### EXERCISE DIRECTIONS
Print out each entry below exactly, please.

### DATA UNDER STUDY
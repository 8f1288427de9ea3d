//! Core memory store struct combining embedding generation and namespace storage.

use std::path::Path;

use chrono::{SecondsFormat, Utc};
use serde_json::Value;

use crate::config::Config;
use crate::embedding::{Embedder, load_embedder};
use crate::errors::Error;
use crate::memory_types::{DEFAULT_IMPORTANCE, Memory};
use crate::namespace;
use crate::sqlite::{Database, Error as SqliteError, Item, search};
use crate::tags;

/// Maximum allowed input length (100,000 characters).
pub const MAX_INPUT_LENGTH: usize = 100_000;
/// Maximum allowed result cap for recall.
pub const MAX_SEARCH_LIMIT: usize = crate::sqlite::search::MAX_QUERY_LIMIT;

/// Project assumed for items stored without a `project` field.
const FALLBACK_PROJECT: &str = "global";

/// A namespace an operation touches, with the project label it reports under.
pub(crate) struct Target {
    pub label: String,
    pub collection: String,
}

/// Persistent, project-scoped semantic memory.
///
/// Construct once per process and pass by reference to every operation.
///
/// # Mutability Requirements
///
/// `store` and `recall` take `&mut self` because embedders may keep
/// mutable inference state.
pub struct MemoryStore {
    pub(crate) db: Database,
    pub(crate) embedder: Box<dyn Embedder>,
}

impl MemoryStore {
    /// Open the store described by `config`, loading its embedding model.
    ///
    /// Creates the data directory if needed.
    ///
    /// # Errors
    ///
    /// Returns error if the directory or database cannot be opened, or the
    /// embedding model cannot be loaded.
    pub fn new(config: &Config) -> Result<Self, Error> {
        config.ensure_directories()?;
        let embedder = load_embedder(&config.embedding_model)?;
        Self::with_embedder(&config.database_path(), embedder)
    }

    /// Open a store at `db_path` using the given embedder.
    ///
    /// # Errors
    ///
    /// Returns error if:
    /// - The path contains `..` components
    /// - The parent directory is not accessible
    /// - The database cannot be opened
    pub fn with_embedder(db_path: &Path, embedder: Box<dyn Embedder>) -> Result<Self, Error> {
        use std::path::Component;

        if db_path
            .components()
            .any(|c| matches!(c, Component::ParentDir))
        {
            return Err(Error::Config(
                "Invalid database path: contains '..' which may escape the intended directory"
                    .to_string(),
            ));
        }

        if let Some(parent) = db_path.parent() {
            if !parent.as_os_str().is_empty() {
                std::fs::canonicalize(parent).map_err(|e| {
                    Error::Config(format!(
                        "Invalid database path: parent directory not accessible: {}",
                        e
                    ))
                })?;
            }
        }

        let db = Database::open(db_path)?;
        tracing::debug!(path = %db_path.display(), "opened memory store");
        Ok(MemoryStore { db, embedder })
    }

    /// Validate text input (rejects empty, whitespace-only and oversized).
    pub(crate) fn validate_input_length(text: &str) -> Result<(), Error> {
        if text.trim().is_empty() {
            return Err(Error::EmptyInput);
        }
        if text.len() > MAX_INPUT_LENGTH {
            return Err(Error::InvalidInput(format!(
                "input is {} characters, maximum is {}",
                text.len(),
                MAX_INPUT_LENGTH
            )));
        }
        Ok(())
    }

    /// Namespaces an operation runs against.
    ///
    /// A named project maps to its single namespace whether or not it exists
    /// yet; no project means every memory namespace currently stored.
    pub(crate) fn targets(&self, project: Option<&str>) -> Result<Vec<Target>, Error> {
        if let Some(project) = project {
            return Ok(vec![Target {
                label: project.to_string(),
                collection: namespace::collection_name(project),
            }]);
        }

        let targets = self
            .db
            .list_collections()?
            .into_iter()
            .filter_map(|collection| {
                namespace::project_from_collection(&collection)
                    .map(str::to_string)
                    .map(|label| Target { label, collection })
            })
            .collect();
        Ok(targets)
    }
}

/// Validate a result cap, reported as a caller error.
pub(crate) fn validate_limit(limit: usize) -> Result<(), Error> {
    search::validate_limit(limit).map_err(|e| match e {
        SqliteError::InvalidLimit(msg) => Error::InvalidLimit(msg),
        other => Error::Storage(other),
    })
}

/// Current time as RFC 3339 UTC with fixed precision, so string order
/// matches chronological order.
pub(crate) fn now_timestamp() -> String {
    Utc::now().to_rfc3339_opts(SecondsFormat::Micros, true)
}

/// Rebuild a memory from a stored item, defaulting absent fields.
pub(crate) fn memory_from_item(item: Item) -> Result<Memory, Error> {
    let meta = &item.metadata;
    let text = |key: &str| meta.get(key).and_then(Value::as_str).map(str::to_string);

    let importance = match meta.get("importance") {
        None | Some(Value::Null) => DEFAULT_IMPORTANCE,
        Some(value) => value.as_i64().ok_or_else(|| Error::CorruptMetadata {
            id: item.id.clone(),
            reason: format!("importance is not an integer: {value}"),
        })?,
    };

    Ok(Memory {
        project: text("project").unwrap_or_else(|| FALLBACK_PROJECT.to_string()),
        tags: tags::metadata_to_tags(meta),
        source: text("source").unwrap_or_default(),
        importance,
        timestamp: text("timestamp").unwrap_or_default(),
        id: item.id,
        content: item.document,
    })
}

### RESPONSE FOR THIS EXERCISE
repository 8f1288427de9ea3d
//! Core memory store struct combining embedding generation and namespace storage.

use std::path::Path;

use chrono::{SecondsFormat, Utc};
use serde_json::Value;

use crate::config::Config;
use crate::embedding::{Embedder, load_embedder};
use crate::errors::Error;
use crate::memory_types::{DEFAULT_IMPORTANCE, Memory};
use crate::namespace;
use crate::sqlite::{Database, Error as SqliteError, Item, search};
use crate::tags;

/// Maximum allowed input length (100,000 characters).
pub const MAX_INPUT_LENGTH: usize = 100_000;
/// Maximum allowed result cap for recall.
pub const MAX_SEARCH_LIMIT: usize = crate::sqlite::search::MAX_QUERY_LIMIT;

/// Project assumed for items stored without a `project` field.
const FALLBACK_PROJECT: &str = "global";

/// A namespace an operation touches, with the project label it reports under.
pub(crate) struct Target {
    pub label: String,
    pub collection: String,
}

/// Persistent, project-scoped semantic memory.
///
/// Construct once per process and pass by reference to every operation.
///
/// # Mutability Requirements
///
/// `store` and `recall` take `&mut self` because embedders may keep
/// mutable inference state.
pub struct MemoryStore {
    pub(crate) db: Database,
    pub(crate) embedder: Box<dyn Embedder>,
}

impl MemoryStore {
    /// Open the store described by `config`, loading its embedding model.
    ///
    /// Creates the data directory if needed.
    ///
    /// # Errors
    ///
    /// Returns error if the directory or database cannot be opened, or the
    /// embedding model cannot be loaded.
    pub fn new(config: &Config) -> Result<Self, Error> {
        config.ensure_directories()?;
        let embedder = load_embedder(&config.embedding_model)?;
        Self::with_embedder(&config.database_path(), embedder)
    }

    /// Open a store at `db_path` using the given embedder.
    ///
    /// # Errors
    ///
    /// Returns error if:
    /// - The path contains `..` components
    /// - The parent directory is not accessible
    /// - The database cannot be opened
    pub fn with_embedder(db_path: &Path, embedder: Box<dyn Embedder>) -> Result<Self, Error> {
        use std::path::Component;

        if db_path
            .components()
            .any(|c| matches!(c, Component::ParentDir))
        {
            return Err(Error::Config(
                "Invalid database path: contains '..' which may escape the intended directory"
                    .to_string(),
            ));
        }

        if let Some(parent) = db_path.parent() {
            if !parent.as_os_str().is_empty() {
                std::fs::canonicalize(parent).map_err(|e| {
                    Error::Config(format!(
                        "Invalid database path: parent directory not accessible: {}",
                        e
                    ))
                })?;
            }
        }

        let db = Database::open(db_path)?;
        tracing::debug!(path = %db_path.display(), "opened memory store");
        Ok(MemoryStore { db, embedder })
    }

    /// Validate text input (rejects empty, whitespace-only and oversized).
    pub(crate) fn validate_input_length(text: &str) -> Result<(), Error> {
        if text.trim().is_empty() {
            return Err(Error::EmptyInput);
        }
        if text.len() > MAX_INPUT_LENGTH {
            return Err(Error::InvalidInput(format!(
                "input is {} characters, maximum is {}",
                text.len(),
                MAX_INPUT_LENGTH
            )));
        }
        Ok(())
    }

    /// Namespaces an operation runs against.
    ///
    /// A named project maps to its single namespace whether or not it exists
    /// yet; no project means every memory namespace currently stored.
    pub(crate) fn targets(&self, project: Option<&str>) -> Result<Vec<Target>, Error> {
        if let Some(project) = project {
            return Ok(vec![Target {
                label: project.to_string(),
                collection: namespace::collection_name(project),
            }]);
        }

        let targets = self
            .db
            .list_collections()?
            .into_iter()
            .filter_map(|collection| {
                namespace::project_from_collection(&collection)
                    .map(str::to_string)
                    .map(|label| Target { label, collection })
            })
            .collect();
        Ok(targets)
    }
}

/// Validate a result cap, reported as a caller error.
pub(crate) fn validate_limit(limit: usize) -> Result<(), Error> {
    search::validate_limit(limit).map_err(|e| match e {
        SqliteError::InvalidLimit(msg) => Error::InvalidLimit(msg),
        other => Error::Storage(other),
    })
}

/// Current time as RFC 3339 UTC with fixed precision, so string order
/// matches chronological order.
pub(crate) fn now_timestamp() -> String {
    Utc::now().to_rfc3339_opts(SecondsFormat::Micros, true)
}

/// Rebuild a memory from a stored item, defaulting absent fields.
pub(crate) fn memory_from_item(item: Item) -> Result<Memory, Error> {
    let meta = &item.metadata;
    let text = |key: &str| meta.get(key).and_then(Value::as_str).map(str::to_string);

    let importance = match meta.get("importance") {
        None | Some(Value::Null) => DEFAULT_IMPORTANCE,
        Some(value) => value.as_i64().ok_or_else(|| Error::CorruptMetadata {
            id: item.id.clone(),
            reason: format!("importance is not an integer: {value}"),
        })?,
    };

    Ok(Memory {
        project: text("project").unwrap_or_else(|| FALLBACK_PROJECT.to_string()),
        tags: tags::metadata_to_tags(meta),
        source: text("source").unwrap_or_default(),
        importance,
        timestamp: text("timestamp").unwrap_or_default(),
        id: item.id,
        content: item.document,
    })
}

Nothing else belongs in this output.